>>>
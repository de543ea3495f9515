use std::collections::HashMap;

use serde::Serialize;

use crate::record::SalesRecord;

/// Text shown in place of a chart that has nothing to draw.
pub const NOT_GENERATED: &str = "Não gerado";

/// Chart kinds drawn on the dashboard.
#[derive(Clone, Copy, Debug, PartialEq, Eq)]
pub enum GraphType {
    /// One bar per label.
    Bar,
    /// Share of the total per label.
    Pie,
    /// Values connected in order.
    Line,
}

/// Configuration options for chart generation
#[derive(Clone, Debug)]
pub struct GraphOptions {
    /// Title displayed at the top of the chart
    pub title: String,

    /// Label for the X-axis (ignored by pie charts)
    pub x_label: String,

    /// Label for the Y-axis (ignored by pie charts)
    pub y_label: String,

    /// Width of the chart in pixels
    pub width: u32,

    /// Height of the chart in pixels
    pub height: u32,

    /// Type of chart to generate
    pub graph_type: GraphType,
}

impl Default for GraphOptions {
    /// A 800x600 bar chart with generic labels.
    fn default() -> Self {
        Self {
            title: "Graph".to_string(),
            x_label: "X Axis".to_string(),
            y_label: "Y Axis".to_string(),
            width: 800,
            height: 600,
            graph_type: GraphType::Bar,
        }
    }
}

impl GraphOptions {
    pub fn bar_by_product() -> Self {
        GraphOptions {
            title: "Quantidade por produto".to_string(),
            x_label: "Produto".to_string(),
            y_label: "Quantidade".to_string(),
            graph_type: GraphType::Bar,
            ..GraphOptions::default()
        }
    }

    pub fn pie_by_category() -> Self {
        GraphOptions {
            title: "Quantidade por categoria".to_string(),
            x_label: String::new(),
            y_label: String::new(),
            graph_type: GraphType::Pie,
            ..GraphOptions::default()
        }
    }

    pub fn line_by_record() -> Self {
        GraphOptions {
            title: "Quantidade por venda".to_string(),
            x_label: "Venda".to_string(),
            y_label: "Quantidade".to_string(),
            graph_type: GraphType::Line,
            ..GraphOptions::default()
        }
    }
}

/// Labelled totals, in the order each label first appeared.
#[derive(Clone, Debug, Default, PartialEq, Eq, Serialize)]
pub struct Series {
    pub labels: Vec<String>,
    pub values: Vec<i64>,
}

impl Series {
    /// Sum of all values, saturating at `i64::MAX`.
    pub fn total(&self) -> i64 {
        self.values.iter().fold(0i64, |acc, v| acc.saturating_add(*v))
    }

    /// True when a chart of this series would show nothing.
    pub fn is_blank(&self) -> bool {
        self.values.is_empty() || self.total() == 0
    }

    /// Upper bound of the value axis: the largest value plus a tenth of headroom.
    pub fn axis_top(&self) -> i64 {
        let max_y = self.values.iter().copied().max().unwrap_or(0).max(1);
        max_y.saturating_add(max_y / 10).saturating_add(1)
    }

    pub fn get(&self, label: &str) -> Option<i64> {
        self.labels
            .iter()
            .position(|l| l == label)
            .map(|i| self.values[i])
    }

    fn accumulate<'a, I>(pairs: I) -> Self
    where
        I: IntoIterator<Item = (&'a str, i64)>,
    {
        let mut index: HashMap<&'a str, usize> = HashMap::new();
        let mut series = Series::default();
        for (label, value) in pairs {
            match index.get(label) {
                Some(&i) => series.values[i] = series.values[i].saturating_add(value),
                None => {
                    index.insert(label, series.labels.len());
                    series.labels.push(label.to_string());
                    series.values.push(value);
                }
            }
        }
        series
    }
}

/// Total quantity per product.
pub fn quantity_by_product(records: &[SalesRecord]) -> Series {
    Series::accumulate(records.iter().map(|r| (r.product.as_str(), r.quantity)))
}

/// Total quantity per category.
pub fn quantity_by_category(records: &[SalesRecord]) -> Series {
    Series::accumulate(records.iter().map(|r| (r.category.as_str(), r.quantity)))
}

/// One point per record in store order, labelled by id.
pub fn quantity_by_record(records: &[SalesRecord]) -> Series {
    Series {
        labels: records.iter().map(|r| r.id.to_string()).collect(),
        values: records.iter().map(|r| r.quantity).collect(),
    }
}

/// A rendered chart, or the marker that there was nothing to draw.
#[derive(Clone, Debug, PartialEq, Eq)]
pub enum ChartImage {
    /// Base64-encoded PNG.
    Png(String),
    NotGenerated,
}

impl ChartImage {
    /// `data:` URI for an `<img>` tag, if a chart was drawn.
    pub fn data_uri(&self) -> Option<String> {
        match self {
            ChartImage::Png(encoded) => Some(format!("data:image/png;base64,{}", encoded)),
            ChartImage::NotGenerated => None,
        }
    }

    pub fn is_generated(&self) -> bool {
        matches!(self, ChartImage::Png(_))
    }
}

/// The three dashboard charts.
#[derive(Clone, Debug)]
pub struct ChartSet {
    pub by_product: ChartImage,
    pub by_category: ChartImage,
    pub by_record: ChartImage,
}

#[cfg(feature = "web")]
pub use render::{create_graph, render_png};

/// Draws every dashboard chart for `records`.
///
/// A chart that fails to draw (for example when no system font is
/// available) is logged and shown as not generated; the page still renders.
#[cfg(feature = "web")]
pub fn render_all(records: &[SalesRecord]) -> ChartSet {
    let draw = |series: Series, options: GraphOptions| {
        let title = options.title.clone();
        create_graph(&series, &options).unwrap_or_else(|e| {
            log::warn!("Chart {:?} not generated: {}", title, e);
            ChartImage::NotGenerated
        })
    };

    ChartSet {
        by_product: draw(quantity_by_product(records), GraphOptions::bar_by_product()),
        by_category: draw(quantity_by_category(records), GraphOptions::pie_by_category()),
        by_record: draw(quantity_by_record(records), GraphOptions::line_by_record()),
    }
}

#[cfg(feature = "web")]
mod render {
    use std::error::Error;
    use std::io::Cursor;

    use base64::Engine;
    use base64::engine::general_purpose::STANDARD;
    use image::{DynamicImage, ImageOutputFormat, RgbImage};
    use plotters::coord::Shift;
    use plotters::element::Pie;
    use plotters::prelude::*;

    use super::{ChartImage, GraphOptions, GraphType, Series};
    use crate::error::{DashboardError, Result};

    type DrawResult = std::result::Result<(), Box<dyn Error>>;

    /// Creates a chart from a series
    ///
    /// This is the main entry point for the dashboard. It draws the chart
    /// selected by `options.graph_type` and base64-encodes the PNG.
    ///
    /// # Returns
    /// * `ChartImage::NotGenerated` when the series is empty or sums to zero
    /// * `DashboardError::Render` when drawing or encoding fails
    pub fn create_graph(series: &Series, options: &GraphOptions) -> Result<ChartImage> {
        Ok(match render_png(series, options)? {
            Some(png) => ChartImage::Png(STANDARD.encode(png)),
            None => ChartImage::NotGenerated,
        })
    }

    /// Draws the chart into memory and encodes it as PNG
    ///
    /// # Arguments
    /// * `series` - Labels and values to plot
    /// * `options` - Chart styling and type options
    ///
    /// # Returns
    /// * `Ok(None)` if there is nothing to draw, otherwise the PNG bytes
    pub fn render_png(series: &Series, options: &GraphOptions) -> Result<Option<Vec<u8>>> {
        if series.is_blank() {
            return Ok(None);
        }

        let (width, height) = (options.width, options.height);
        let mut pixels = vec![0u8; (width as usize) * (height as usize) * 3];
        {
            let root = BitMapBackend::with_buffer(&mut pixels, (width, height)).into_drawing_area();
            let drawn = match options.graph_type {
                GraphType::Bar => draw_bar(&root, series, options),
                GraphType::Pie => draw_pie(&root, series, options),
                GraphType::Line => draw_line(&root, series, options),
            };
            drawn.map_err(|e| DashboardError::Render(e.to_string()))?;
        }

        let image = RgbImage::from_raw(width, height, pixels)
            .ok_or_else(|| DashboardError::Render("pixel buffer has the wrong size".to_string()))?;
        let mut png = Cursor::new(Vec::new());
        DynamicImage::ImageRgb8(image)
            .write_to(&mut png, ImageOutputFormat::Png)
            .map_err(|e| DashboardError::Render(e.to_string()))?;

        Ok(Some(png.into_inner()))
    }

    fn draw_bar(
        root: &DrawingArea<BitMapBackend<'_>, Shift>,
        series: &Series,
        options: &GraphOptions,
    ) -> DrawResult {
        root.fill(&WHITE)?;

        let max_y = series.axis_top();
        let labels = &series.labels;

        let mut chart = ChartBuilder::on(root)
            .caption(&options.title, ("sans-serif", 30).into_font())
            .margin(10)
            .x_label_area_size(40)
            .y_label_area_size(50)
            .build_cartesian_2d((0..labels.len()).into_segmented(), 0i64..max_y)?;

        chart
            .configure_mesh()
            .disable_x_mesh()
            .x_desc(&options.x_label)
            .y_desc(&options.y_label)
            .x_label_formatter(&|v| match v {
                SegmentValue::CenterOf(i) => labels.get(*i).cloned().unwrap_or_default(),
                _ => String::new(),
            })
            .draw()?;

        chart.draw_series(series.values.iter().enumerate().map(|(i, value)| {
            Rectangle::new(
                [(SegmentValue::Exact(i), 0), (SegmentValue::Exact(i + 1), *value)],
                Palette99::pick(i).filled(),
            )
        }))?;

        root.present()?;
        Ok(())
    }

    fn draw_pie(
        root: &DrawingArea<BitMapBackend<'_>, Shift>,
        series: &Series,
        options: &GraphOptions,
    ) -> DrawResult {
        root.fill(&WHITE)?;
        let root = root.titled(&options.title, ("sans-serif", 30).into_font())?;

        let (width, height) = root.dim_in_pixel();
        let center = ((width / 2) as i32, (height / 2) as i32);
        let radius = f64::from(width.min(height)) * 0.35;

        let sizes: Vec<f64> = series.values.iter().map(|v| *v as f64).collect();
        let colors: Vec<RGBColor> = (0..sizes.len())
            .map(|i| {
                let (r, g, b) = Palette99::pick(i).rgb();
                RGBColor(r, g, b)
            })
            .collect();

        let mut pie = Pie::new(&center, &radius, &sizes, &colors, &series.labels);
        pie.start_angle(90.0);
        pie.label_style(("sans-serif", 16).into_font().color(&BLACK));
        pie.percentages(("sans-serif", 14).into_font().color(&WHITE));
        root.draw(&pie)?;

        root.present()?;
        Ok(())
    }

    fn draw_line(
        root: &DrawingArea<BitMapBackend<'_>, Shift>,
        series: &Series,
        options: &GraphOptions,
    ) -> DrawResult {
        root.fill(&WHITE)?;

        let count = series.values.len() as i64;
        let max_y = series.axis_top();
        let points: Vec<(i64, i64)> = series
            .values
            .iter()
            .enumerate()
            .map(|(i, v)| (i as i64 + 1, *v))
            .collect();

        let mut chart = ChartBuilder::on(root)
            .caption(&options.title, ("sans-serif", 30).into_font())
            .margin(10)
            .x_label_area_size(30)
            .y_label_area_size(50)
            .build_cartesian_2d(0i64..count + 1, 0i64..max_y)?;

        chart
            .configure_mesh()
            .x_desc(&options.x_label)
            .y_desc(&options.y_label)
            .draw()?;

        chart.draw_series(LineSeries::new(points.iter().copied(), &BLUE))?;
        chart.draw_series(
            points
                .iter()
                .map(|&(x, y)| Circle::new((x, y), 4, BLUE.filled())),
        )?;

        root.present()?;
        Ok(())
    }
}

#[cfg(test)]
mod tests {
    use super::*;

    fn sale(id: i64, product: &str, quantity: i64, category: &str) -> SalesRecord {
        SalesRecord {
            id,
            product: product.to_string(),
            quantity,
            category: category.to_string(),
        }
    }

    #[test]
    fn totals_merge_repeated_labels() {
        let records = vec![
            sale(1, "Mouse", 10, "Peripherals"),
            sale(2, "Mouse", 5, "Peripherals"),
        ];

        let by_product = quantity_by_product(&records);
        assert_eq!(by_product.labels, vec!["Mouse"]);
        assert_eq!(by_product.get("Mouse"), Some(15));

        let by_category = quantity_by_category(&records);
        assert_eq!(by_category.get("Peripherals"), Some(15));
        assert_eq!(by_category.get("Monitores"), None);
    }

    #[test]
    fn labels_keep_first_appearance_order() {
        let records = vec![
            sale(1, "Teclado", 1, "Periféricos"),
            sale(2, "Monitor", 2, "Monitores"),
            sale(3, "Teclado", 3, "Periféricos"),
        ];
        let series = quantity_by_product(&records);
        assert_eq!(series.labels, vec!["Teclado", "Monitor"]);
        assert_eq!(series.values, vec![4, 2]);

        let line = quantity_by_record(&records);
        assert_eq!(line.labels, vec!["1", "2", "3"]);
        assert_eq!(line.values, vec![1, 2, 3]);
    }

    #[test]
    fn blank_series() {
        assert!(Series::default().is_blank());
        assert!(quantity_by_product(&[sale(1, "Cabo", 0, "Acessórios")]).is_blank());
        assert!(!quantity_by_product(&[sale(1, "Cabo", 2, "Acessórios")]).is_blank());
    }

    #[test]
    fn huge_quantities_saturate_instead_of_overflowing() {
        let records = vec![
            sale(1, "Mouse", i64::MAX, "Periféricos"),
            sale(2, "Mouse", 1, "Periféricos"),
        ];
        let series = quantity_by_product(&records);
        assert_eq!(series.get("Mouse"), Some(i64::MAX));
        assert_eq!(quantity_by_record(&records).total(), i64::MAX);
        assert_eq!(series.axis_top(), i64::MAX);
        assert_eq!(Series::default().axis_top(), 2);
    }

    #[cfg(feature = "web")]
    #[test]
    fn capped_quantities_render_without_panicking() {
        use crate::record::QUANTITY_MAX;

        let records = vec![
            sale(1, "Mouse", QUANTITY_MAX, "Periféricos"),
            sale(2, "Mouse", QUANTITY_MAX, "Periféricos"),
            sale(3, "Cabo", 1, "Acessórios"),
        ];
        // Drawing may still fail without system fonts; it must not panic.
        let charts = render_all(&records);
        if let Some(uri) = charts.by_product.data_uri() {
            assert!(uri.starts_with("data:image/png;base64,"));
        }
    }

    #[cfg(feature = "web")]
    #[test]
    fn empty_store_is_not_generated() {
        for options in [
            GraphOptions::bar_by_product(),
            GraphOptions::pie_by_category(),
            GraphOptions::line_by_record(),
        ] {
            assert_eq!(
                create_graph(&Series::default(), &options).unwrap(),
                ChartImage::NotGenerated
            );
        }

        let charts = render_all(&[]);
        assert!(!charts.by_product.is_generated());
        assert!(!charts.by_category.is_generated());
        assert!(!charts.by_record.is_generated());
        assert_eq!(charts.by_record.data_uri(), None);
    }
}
<<<
| What the task asks |
Where a line of the records above holds the word "SalesRecord", copy that line.

| Response |
use crate::record::SalesRecord;
pub fn quantity_by_product(records: &[SalesRecord]) -> Series {
pub fn quantity_by_category(records: &[SalesRecord]) -> Series {
pub fn quantity_by_record(records: &[SalesRecord]) -> Series {
pub fn render_all(records: &[SalesRecord]) -> ChartSet {
    fn sale(id: i64, product: &str, quantity: i64, category: &str) -> SalesRecord {
        SalesRecord {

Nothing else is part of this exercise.